What is expected: Keeping every word the same, return the listing from its first line until the line holding "if let Some(db_err)" has been returned as well.

◆ ◆ ◆ ◆

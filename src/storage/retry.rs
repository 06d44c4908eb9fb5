//! Database operation retry
//!
//! Transient failures (deadlocks, lock timeouts, lost connections) are
//! retried with exponential backoff and jitter. Everything else, unique
//! violations included, surfaces immediately.

use sea_orm::DbErr;
use std::future::Future;
use std::time::Duration;
use tokio::time::sleep;
use tracing::{debug, warn};

pub fn is_retryable_error(err: &DbErr) -> bool {
    match err {
        DbErr::ConnectionAcquire(_) | DbErr::Conn(_) => true,
        DbErr::Exec(runtime_err) | DbErr::Query(runtime_err) => {
            is_retryable_runtime_error(runtime_err)
        }
        _ => false,
    }
}

fn is_retryable_runtime_error(err: &sea_orm::error::RuntimeErr) -> bool {
    use sea_orm::error::RuntimeErr;

    match err {
        RuntimeErr::SqlxError(sqlx_err) => {
            use std::ops::Deref;
            if let Some(db_err) = sqlx_err.deref().as_database_error()
                && let Some(code) = db_err.code()
            {
                let code_str = code.as_ref();
                return matches!(
                    code_str,
                    // MySQL deadlock / lock wait timeout
                    "1213" | "1205" |
                    // PostgreSQL serialization failure / deadlock
                    "40001" | "40P01" |
                    // SQLite BUSY / LOCKED
                    "5" | "6"
                );
            }
            is_retryable_error_message(&sqlx_err.to_string().to_lowercase())
        }
        RuntimeErr::Internal(msg) => is_retryable_error_message(&msg.to_lowercase()),
        #[allow(unreachable_patterns)]
        _ => false,
    }
}

fn is_retryable_error_message(err_str: &str) -> bool {
    err_str.contains("deadlock")
        || err_str.contains("lock wait timeout")
        || err_str.contains("database is locked")
        || err_str.contains("serialization failure")
}

#[derive(Clone, Copy)]
pub struct RetryConfig {
    pub max_retries: u32,
    pub base_delay_ms: u64,
    pub max_delay_ms: u64,
}

impl Default for RetryConfig {
    fn default() -> Self {
        Self {
            max_retries: 3,
            base_delay_ms: 100,
            max_delay_ms: 2000,
        }
    }
}

/// Run an operation, retrying retryable errors with exponential backoff.
pub async fn with_retry<T, F, Fut>(
    operation_name: &str,
    config: RetryConfig,
    mut operation: F,
) -> Result<T, DbErr>
where
    F: FnMut() -> Fut,
    Fut: Future<Output = Result<T, DbErr>>,
{
    let mut attempt = 0;
    loop {
        match operation().await {
            Ok(result) => {
                if attempt > 0 {
                    debug!(
                        "Operation '{}' succeeded after {} retries",
                        operation_name, attempt
                    );
                }
                return Ok(result);
            }
            Err(e) if is_retryable_error(&e) && attempt < config.max_retries => {
                attempt += 1;
                let delay = calculate_backoff(attempt, config.base_delay_ms, config.max_delay_ms);
                warn!(
                    "Operation '{}' failed (attempt {}/{}): {}; retrying in {} ms",
                    operation_name,
                    attempt,
                    config.max_retries + 1,
                    e,
                    delay
                );
                sleep(Duration::from_millis(delay)).await;
            }
            Err(e) => return Err(e),
        }
    }
}

/// Exponential backoff with 0-25% jitter.
fn calculate_backoff(attempt: u32, base_ms: u64, max_ms: u64) -> u64 {
    let exp_delay = base_ms.saturating_mul(2u64.saturating_pow(attempt - 1));
    let capped = exp_delay.min(max_ms);
    let jitter = rand::random_range(0..=capped / 4);
    capped.saturating_add(jitter)
}

#[cfg(test)]
mod tests {
    use super::*;
    use std::sync::atomic::{AtomicU32, Ordering};

    #[test]
    fn test_is_retryable_error_connection_acquire() {
        let err = DbErr::ConnectionAcquire(sea_orm::error::ConnAcquireErr::Timeout);
        assert!(is_retryable_error(&err));
    }

    #[test]
    fn test_is_retryable_error_deadlock() {
        let err = DbErr::Exec(sea_orm::error::RuntimeErr::Internal(
            "Deadlock found when trying to get lock".to_string(),
        ));
        assert!(is_retryable_error(&err));
    }

    #[test]
    fn test_is_retryable_error_database_locked() {
        let err = DbErr::Query(sea_orm::error::RuntimeErr::Internal(
            "database is locked".to_string(),
        ));
        assert!(is_retryable_error(&err));
    }

    #[test]
    fn test_unique_violation_is_not_retryable() {
        let err = DbErr::Exec(sea_orm::error::RuntimeErr::Internal(
            "UNIQUE constraint failed: links.alias".to_string(),
        ));
        assert!(!is_retryable_error(&err));
    }

    #[test]
    fn test_calculate_backoff_exponential_and_capped() {
        let delay1 = calculate_backoff(1, 100, 2000);
        assert!((100..=125).contains(&delay1));

        let delay2 = calculate_backoff(2, 100, 2000);
        assert!((200..=250).contains(&delay2));

        let capped = calculate_backoff(10, 100, 2000);
        assert!((2000..=2500).contains(&capped));
    }

    #[tokio::test]
    async fn test_with_retry_success_after_retries() {
        let config = RetryConfig {
            max_retries: 3,
            base_delay_ms: 10,
            max_delay_ms: 50,
        };
        let call_count = AtomicU32::new(0);

        let result = with_retry("test_op", config, || {
            let count = call_count.fetch_add(1, Ordering::SeqCst);
            async move {
                if count < 2 {
                    Err(DbErr::ConnectionAcquire(
                        sea_orm::error::ConnAcquireErr::Timeout,
                    ))
                } else {
                    Ok(42)
                }
            }
        })
        .await;

        assert_eq!(result.unwrap(), 42);
        assert_eq!(call_count.load(Ordering::SeqCst), 3);
    }

    #[tokio::test]
    async fn test_with_retry_non_retryable_error_no_retry() {
        let config = RetryConfig::default();
        let call_count = AtomicU32::new(0);

        let result = with_retry("test_op", config, || {
            call_count.fetch_add(1, Ordering::SeqCst);
            async { Err::<i32, _>(DbErr::RecordNotFound("not found".to_string())) }
        })
        .await;

        assert!(result.is_err());
        assert_eq!(call_count.load(Ordering::SeqCst), 1);
    }
}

◆ ◆ ◆ ◆

Output for this task:
filename src/storage/retry.rs
repository 06d44c4908eb9fb5
//! Database operation retry
//!
//! Transient failures (deadlocks, lock timeouts, lost connections) are
//! retried with exponential backoff and jitter. Everything else, unique
//! violations included, surfaces immediately.

use sea_orm::DbErr;
use std::future::Future;
use std::time::Duration;
use tokio::time::sleep;
use tracing::{debug, warn};

pub fn is_retryable_error(err: &DbErr) -> bool {
    match err {
        DbErr::ConnectionAcquire(_) | DbErr::Conn(_) => true,
        DbErr::Exec(runtime_err) | DbErr::Query(runtime_err) => {
            is_retryable_runtime_error(runtime_err)
        }
        _ => false,
    }
}

fn is_retryable_runtime_error(err: &sea_orm::error::RuntimeErr) -> bool {
    use sea_orm::error::RuntimeErr;

    match err {
        RuntimeErr::SqlxError(sqlx_err) => {
            use std::ops::Deref;
            if let Some(db_err) = sqlx_err.deref().as_database_error()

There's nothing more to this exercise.